In an urban area, most of the time KWW contaminates the freshwater by leakage in the water supply or groundwater contamination in rural areas due to its low groundwater level below the surface. Supply water pipe should be in good condition so that there should not be any cross-connection or leakage between freshwater and effluent (Drechsel et al. 2010). If KWW accidentally contaminates freshwater supply, then excess concentration of sulfate will cause laxative effect and gastrointestinal irritation, aluminum (Alzheimer’s disease, neurological disorders,), copper (mucosal irritation, liver damage, depression, and renal damage), and zinc (gastrointestinal, abdominal pain, dehydration, nausea, and dizziness) (Raychaudhuri et al. 2014).

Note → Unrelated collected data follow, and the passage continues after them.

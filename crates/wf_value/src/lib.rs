#![doc = include_str!("../README.md")]
#![cfg_attr(docsrs, feature(doc_cfg))]

// -----------------------------------------------------------------------------
// Modules

mod blob;
mod map;
mod path;
mod serde;
mod value;

// -----------------------------------------------------------------------------
// Top-level exports

pub use blob::Blob;
pub use map::ValueMap;
pub use path::PathSegment;
pub use value::{Value, ValueKind};
impl<'a> Reader<'a> {
    fn new(text: &'a str) -> Self {
        Self { text, bytes: text.as_bytes(), cursor: 0, depth: 0 }
    }

    /// Parses exactly one document; trailing non-whitespace is an error.
    fn parse_document(mut self) -> Result<Value, CodecError> {
        let value = self.parse_value()?;
        self.skip_whitespace();
        if self.cursor < self.bytes.len() {
            return Err(self.error("trailing characters after the document"));
        }
        Ok(value)
    }

    fn parse_value(&mut self) -> Result<Value, CodecError> {
        self.skip_whitespace();
        match self.peek() {
            Some(b'{') => self.parse_object(),
            Some(b'[') => self.parse_array(),
            Some(b'"') => self.parse_string().map(Value::Text),
            Some(b't') => self.parse_keyword(b"true", Value::Bool(true)),
            Some(b'f') => self.parse_keyword(b"false", Value::Bool(false)),
            Some(b'n') => self.parse_keyword(b"null", Value::Null),
            Some(b'-' | b'0'..=b'9') => self.parse_number(),
            Some(_) => Err(self.error("expected a value")),
            None => Err(self.error("unexpected end of input")),
        }
    }

    fn parse_object(&mut self) -> Result<Value, CodecError> {
        self.cursor += 1;
        self.enter()?;
        let mut map = ValueMap::new();
        self.skip_whitespace();
        if self.peek() == Some(b'}') {
            self.cursor += 1;
            self.leave();
            return Ok(Value::Map(map));
        }
        loop {
            self.skip_whitespace();
            if self.peek() != Some(b'"') {
                return Err(self.error("expected a string key"));
            }
            let key = self.parse_string()?;
            self.skip_whitespace();
            if self.peek() != Some(b':') {
                return Err(self.error("expected `:` after the key"));
            }
            self.cursor += 1;
            let value = self.parse_value()?;
            if map.insert(&*key, value).is_some() {
                log::debug!("duplicate key `{key}` keeps its last value");
            }
            self.skip_whitespace();
            match self.peek() {
                Some(b',') => self.cursor += 1,
                Some(b'}') => {
                    self.cursor += 1;
                    self.leave();
                    return Ok(Value::Map(map));
                }
                _ => return Err(self.error("expected `,` or `}`")),
            }
        }
    }

    fn parse_array(&mut self) -> Result<Value, CodecError> {
        self.cursor += 1;
        self.enter()?;
        let mut items = Vec::new();
        self.skip_whitespace();
        if self.peek() == Some(b']') {
            self.cursor += 1;
            self.leave();
            return Ok(Value::List(items));
        }
        loop {
            items.push(self.parse_value()?);
            self.skip_whitespace();
            match self.peek() {
                Some(b',') => self.cursor += 1,
                Some(b']') => {
                    self.cursor += 1;
                    self.leave();
                    return Ok(Value::List(items));
                }
                _ => return Err(self.error("expected `,` or `]`")),
            }
        }
    }

    fn parse_string(&mut self) -> Result<String, CodecError> {
        // The caller verified the opening quote.
        self.cursor += 1;
        let mut out = String::new();
        let mut run_start = self.cursor;
        loop {
            let at = self.cursor;
            let byte = match self.bytes.get(at) {
                Some(&byte) => byte,
                None => return Err(CodecError::syntax(at, "unterminated string")),
            };
            match byte {
                b'"' => {
                    out.push_str(&self.text[run_start..at]);
                    self.cursor = at + 1;
                    return Ok(out);
                }
                b'\\' => {
                    out.push_str(&self.text[run_start..at]);
                    self.cursor = at + 1;
                    self.parse_escape(&mut out)?;
                    run_start = self.cursor;
                }
                0x00..=0x1F => {
                    return Err(CodecError::syntax(at, "unescaped control character in string"));
                }
                _ => self.cursor = at + 1,
            }
        }
    }

    fn parse_escape(&mut self, out: &mut String) -> Result<(), CodecError> {
        let at = self.cursor;
        let byte = self
            .bytes
            .get(at)
            .copied()
            .ok_or_else(|| CodecError::syntax(at, "unterminated escape sequence"))?;
        self.cursor = at + 1;
        match byte {
            b'"' => out.push('"'),
            b'\\' => out.push('\\'),
            b'/' => out.push('/'),
            b'b' => out.push('\u{0008}'),
            b'f' => out.push('\u{000C}'),
            b'n' => out.push('\n'),
            b'r' => out.push('\r'),
            b't' => out.push('\t'),
            b'u' => {
                let joined = self.parse_unicode_escape(at - 1)?;
                out.push(joined);
            }
            other => {
                return Err(CodecError::syntax(
                    at,
                    format!("invalid escape character `{}`", char::from(other)),
                ));
            }
        }
        Ok(())
    }

    /// Parses the hex digits of a `\u` escape, consuming a second escape
    /// when the first names a high surrogate. `escape_start` is the
    /// offset of the introducing backslash, used for error reporting.
    fn parse_unicode_escape(&mut self, escape_start: usize) -> Result<char, CodecError> {
        let unit = self.parse_hex4()?;
        let joined = match unit {
            0xD800..=0xDBFF => {
                if self.bytes.get(self.cursor) != Some(&b'\\')
                    || self.bytes.get(self.cursor + 1) != Some(&b'u')
                {
                    return Err(CodecError::syntax(escape_start, "unpaired surrogate escape"));
                }
                self.cursor += 2;
                let low = self.parse_hex4()?;
                if !(0xDC00..=0xDFFF).contains(&low) {
                    return Err(CodecError::syntax(escape_start, "unpaired surrogate escape"));
                }
                0x10000 + ((u32::from(unit) - 0xD800) << 10) + (u32::from(low) - 0xDC00)
            }
            0xDC00..=0xDFFF => {
                return Err(CodecError::syntax(escape_start, "unpaired surrogate escape"));
            }
            unit => u32::from(unit),
        };
        char::from_u32(joined)
            .ok_or_else(|| CodecError::syntax(escape_start, "invalid unicode escape"))
    }

    fn parse_hex4(&mut self) -> Result<u16, CodecError> {
        let mut unit: u16 = 0;
        for _ in 0..4 {
            let at = self.cursor;
            let digit = self
                .bytes
                .get(at)
                .and_then(|&byte| char::from(byte).to_digit(16))
                .ok_or_else(|| CodecError::syntax(at, "expected four hex digits"))?;
            self.cursor = at + 1;
            unit = (unit << 4) | digit as u16;
        }
        Ok(unit)
    }

    fn parse_number(&mut self) -> Result<Value, CodecError> {
        let start = self.cursor;
        if self.peek() == Some(b'-') {
            self.cursor += 1;
        }
        match self.peek() {
            Some(b'0') => self.cursor += 1,
            Some(b'1'..=b'9') => self.eat_digits(),
            _ => return Err(self.error("expected a digit")),
        }
        let mut integral = true;
        if self.peek() == Some(b'.') {
            integral = false;
            self.cursor += 1;
            if !matches!(self.peek(), Some(b'0'..=b'9')) {
                return Err(self.error("expected a digit after the decimal point"));
            }
            self.eat_digits();
        }
        if matches!(self.peek(), Some(b'e' | b'E')) {
            integral = false;
            self.cursor += 1;
            if matches!(self.peek(), Some(b'+' | b'-')) {
                self.cursor += 1;
            }
            if !matches!(self.peek(), Some(b'0'..=b'9')) {
                return Err(self.error("expected a digit in the exponent"));
            }
            self.eat_digits();
        }
        let literal = &self.text[start..self.cursor];
        if integral {
            if let Ok(number) = literal.parse::<i64>() {
                return Ok(Value::Int(number));
            }
            // Magnitude beyond i64; fall through to floating point.
        }
        let number: f64 = literal
            .parse()
            .map_err(|_| CodecError::syntax(start, format!("malformed number `{literal}`")))?;
        if !number.is_finite() {
            return Err(CodecError::syntax(start, format!("number `{literal}` is out of range")));
        }
        Ok(Value::Float(number))
    }

    fn parse_keyword(&mut self, literal: &'static [u8], value: Value) -> Result<Value, CodecError> {
        if self.bytes[self.cursor..].starts_with(literal) {
            self.cursor += literal.len();
            Ok(value)
        } else {
            Err(self.error(format!("expected `{}`", String::from_utf8_lossy(literal))))
        }
    }

    fn enter(&mut self) -> Result<(), CodecError> {
        self.depth += 1;
        if self.depth > MAX_DECODE_DEPTH {
            return Err(self.error(format!("nesting exceeds {MAX_DECODE_DEPTH} levels")));
        }
        Ok(())
    }

    fn leave(&mut self) {
        self.depth -= 1;
    }

    fn skip_whitespace(&mut self) {
        while matches!(self.peek(), Some(b' ' | b'\t' | b'\n' | b'\r')) {
            self.cursor += 1;
        }
    }

    fn peek(&self) -> Option<u8> {
        self.bytes.get(self.cursor).copied()
    }

    fn eat_digits(&mut self) {
        while matches!(self.peek(), Some(b'0'..=b'9')) {
            self.cursor += 1;
        }
    }

    fn error(&self, message: impl Into<String>) -> CodecError {
        CodecError::syntax(self.cursor, message)
    }
}
use core::fmt;

use wf_utils::hash::HashMap;

// -----------------------------------------------------------------------------

/// The family of [`Value`](wf_value::Value) shapes a property converts
/// through.
///
/// Every property of a reflected type belongs to exactly one kind. The kind
/// is fixed at compile time through [`Kinded`](crate::Kinded) and decides
/// which coercions [`assign_value`](crate::Coerce::assign_value) accepts.
#[derive(Debug, Clone, Copy, PartialEq, Eq, Hash)]
pub enum CoerceKind {
    /// Converts through [`Value::Bool`](wf_value::Value::Bool).
    Bool,
    /// Converts through [`Value::Int`](wf_value::Value::Int).
    Int,
    /// Converts through [`Value::Float`](wf_value::Value::Float).
    Float,
    /// Converts through [`Value::Text`](wf_value::Value::Text).
    Text,
    /// Converts through [`Value::Bytes`](wf_value::Value::Bytes).
    Bytes,
    /// A calendar instant, carried as ISO-8601 text on the wire.
    Date,
    /// Converts through [`Value::List`](wf_value::Value::List).
    List,
    /// A keyed collection converting through
    /// [`Value::Map`](wf_value::Value::Map).
    Map,
    /// A reflected type with its own property table.
    Object,
    /// A raw [`Value`](wf_value::Value) stored as-is.
    Value,
}

impl CoerceKind {
    /// Returns the lowercase name of the kind.
    pub const fn name(&self) -> &'static str {
        match self {
            Self::Bool => "bool",
            Self::Int => "int",
            Self::Float => "float",
            Self::Text => "text",
            Self::Bytes => "bytes",
            Self::Date => "date",
            Self::List => "list",
            Self::Map => "map",
            Self::Object => "object",
            Self::Value => "value",
        }
    }
}

impl fmt::Display for CoerceKind {
    #[inline]
    fn fmt(&self, f: &mut fmt::Formatter<'_>) -> fmt::Result {
        f.write_str(self.name())
    }
}

// -----------------------------------------------------------------------------

/// A static description of one reflected property.
///
/// Descriptors are produced by `#[derive(Properties)]` as a `const` table,
/// one entry per field in declaration order.
#[derive(Debug, Clone, Copy, PartialEq, Eq)]
pub struct FieldDescriptor {
    name: &'static str,
    kind: CoerceKind,
    nilable: bool,
}

impl FieldDescriptor {
    /// Creates a descriptor. Intended for generated code.
    pub const fn new(name: &'static str, kind: CoerceKind, nilable: bool) -> Self {
        Self { name, kind, nilable }
    }

    /// The property's wire name.
    ///
    /// This is the field identifier unless renamed with
    /// `#[properties(rename = "...")]`.
    #[inline]
    pub const fn name(&self) -> &'static str {
        self.name
    }

    /// The kind of value the property converts through.
    #[inline]
    pub const fn kind(&self) -> CoerceKind {
        self.kind
    }

    /// Whether the property can hold and accept nil.
    #[inline]
    pub const fn is_nilable(&self) -> bool {
        self.nilable
    }
}

// -----------------------------------------------------------------------------

/// The resolved property table of one concrete type.
///
/// A `FieldSet` is the declared descriptor table, narrowed to the names
/// reported by [`serializable_properties`] when the type supplies them, with
/// a by-name index on the side. Sets are built once per type and cached in
/// the [`FieldTable`](crate::FieldTable).
///
/// [`serializable_properties`]: crate::Properties::serializable_properties
#[derive(Debug)]
pub struct FieldSet {
    type_ident: &'static str,
    // Each entry pairs a descriptor with its index in the full declared
    // table, which is what `property`/`property_mut` expect.
    fields: Vec<(FieldDescriptor, usize)>,
    indices: HashMap<&'static str, usize>,
}

impl FieldSet {
    pub(crate) fn new(
        type_ident: &'static str,
        declared: &'static [FieldDescriptor],
        capability: Option<Vec<&'static str>>,
    ) -> Self {
        let mut fields = Vec::with_capacity(declared.len());
        let mut indices = HashMap::default();
        for (index, descriptor) in declared.iter().enumerate() {
            if let Some(allowed) = &capability {
                if !allowed.contains(&descriptor.name()) {
                    continue;
                }
            }
            indices.insert(descriptor.name(), fields.len());
            fields.push((*descriptor, index));
        }
        Self { type_ident, fields, indices }
    }

    /// The identifier of the type this set describes.
    #[inline]
    pub const fn type_ident(&self) -> &'static str {
        self.type_ident
    }

    /// Number of exposed properties.
    #[inline]
    pub fn len(&self) -> usize {
        self.fields.len()
    }

    /// Returns `true` when the set exposes no properties.
    #[inline]
    pub fn is_empty(&self) -> bool {
        self.fields.is_empty()
    }

    /// Position of the property named `name` within this set, if exposed.
    #[inline]
    pub fn position(&self, name: &str) -> Option<usize> {
        self.indices.get(name).copied()
    }

    /// The descriptor at `position` together with its index in the declared
    /// table.
    #[inline]
    pub fn entry_at(&self, position: usize) -> Option<(&FieldDescriptor, usize)> {
        self.fields.get(position).map(|(descriptor, index)| (descriptor, *index))
    }

    /// Iterates over `(descriptor, declared index)` pairs in exposure order.
    #[inline]
    pub fn entries(&self) -> impl Iterator<Item = (&FieldDescriptor, usize)> {
        self.fields.iter().map(|(descriptor, index)| (descriptor, *index))
    }

    /// Iterates over the exposed descriptors in order.
    #[inline]
    pub fn descriptors(&self) -> impl Iterator<Item = &FieldDescriptor> {
        self.fields.iter().map(|(descriptor, _)| descriptor)
    }
}

// -----------------------------------------------------------------------------

#[cfg(test)]
mod tests {
    use super::*;

    const DECLARED: &[FieldDescriptor] = &[
        FieldDescriptor::new("alpha", CoerceKind::Int, false),
        FieldDescriptor::new("beta", CoerceKind::Text, true),
        FieldDescriptor::new("gamma", CoerceKind::List, false),
    ];

    #[test]
    fn full_set_keeps_declaration_order() {
        let set = FieldSet::new("Sample", DECLARED, None);
        assert_eq!(set.len(), 3);
        let names: Vec<_> = set.descriptors().map(|d| d.name()).collect();
        assert_eq!(names, ["alpha", "beta", "gamma"]);
        assert_eq!(set.position("gamma"), Some(2));
        assert_eq!(set.position("delta"), None);
    }

    #[test]
    fn capability_narrows_and_remaps() {
        let set = FieldSet::new("Sample", DECLARED, Some(vec!["gamma", "alpha"]));
        assert_eq!(set.len(), 2);
        // Declaration order is preserved regardless of capability order.
        let names: Vec<_> = set.descriptors().map(|d| d.name()).collect();
        assert_eq!(names, ["alpha", "gamma"]);
        // Positions are local to the narrowed set, indices point into the
        // declared table.
        assert_eq!(set.position("gamma"), Some(1));
        let (descriptor, index) = set.entry_at(1).unwrap();
        assert_eq!(descriptor.name(), "gamma");
        assert_eq!(index, 2);
        assert_eq!(set.position("beta"), None);
    }
}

A higher TDS concentration causes a dangerous effect to human health such as paralysis of the tongue, lips, and face, irritability, and dizziness (Gupta et al. 2017). In the human body, the reaction of nitrite and iron in red blood cell creates methemoglobin which stops oxygen level and thus causes a disease called blue baby syndrome. A higher value of turbidity reduces filter runs which cause harmful microorganisms to be more dangerous to human life. A higher phosphate concentration causes muscle damage, breathing problem, and kidney failure (Nyamangara et al. 2013; Gupta et al. 2017).

Conclusion

KWW with zero value can be considered as a valuable resource after exploring the hidden characteristics contained in it. In this study, to identify the possibilities for reusing of KWW in irrigation, KWW samples were examined in the laboratory. It was found that parameters like pH, chloride, iron, copper, magnesium, lead, nickel, sodium, calcium, zinc, aluminum, and SAR are within permissible limit, while bicarbonate, total dissolved solid, conductivity, sulfate, and potassium have exceeded the permissible limit according to FAO. The result obtained from the USSL classification system suggested that 30.77% of KWW samples are safe for irrigation. The quality of KWW was observed to be safe for irrigation based on SAR, Na%, KR, and MH indexes. But, for RSC and PI indexes, the KWW needs to be treated for sustainable reuse. After comparing USSL with MFIS, the overall agreement was found to be 55.6%. From the obtained results, it was found KWW treatment is required to reuse in irrigation. To find a low-cost technique for KWW treatment is the future scope.